PROVIDED ENTRIES below:

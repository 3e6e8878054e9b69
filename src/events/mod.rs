//! # Lifecycle Events
//!
//! Typed lifecycle events published over a broadcast channel. The
//! publisher is an injected sink: production wiring can fan events out
//! to external systems, tests subscribe with a recording receiver.

use chrono::{DateTime, Utc};
use serde::{Deserialize, Serialize};
use tokio::sync::broadcast;

use crate::models::{ExecutionStatus, ExecutionType};

/// Lifecycle event emitted as executions, stages, and tasks transition
#[derive(Debug, Clone, PartialEq, Serialize, Deserialize)]
#[serde(tag = "event", rename_all = "snake_case")]
pub enum EngineEvent {
    ExecutionStarted {
        execution_type: ExecutionType,
        execution_id: String,
        application: String,
    },
    ExecutionComplete {
        execution_type: ExecutionType,
        execution_id: String,
        application: String,
        status: ExecutionStatus,
    },
    StageStarted {
        execution_type: ExecutionType,
        execution_id: String,
        stage_id: String,
        stage_type: String,
    },
    StageComplete {
        execution_type: ExecutionType,
        execution_id: String,
        stage_id: String,
        stage_type: String,
        status: ExecutionStatus,
    },
    TaskStarted {
        execution_type: ExecutionType,
        execution_id: String,
        stage_id: String,
        task_id: String,
    },
    TaskComplete {
        execution_type: ExecutionType,
        execution_id: String,
        stage_id: String,
        task_id: String,
        status: ExecutionStatus,
    },
}

/// An event paired with its publication time
#[derive(Debug, Clone)]
pub struct PublishedEvent {
    pub event: EngineEvent,
    pub published_at: DateTime<Utc>,
}

/// Broadcast publisher for lifecycle events
#[derive(Debug, Clone)]
pub struct EventPublisher {
    sender: broadcast::Sender<PublishedEvent>,
}

impl EventPublisher {
    /// Create a new event publisher with the specified channel capacity
    pub fn new(capacity: usize) -> Self {
        let (sender, _) = broadcast::channel(capacity);
        Self { sender }
    }

    /// Publish an event. Publishing with no subscribers is not an
    /// error; events are best-effort observability, never control flow.
    pub fn publish(&self, event: EngineEvent, published_at: DateTime<Utc>) {
        let _ = self.sender.send(PublishedEvent {
            event,
            published_at,
        });
    }

    /// Subscribe to events
    pub fn subscribe(&self) -> broadcast::Receiver<PublishedEvent> {
        self.sender.subscribe()
    }

    /// Get the number of active subscribers
    pub fn subscriber_count(&self) -> usize {
        self.sender.receiver_count()
    }
}

impl Default for EventPublisher {
    fn default() -> Self {
        Self::new(1000)
    }
}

End of PROVIDED ENTRIES.

→ **THE PROBLEM**: Go through the records line by line and count those containing the string "channel". Give only the total.

→ **TASK SOLUTION**: 3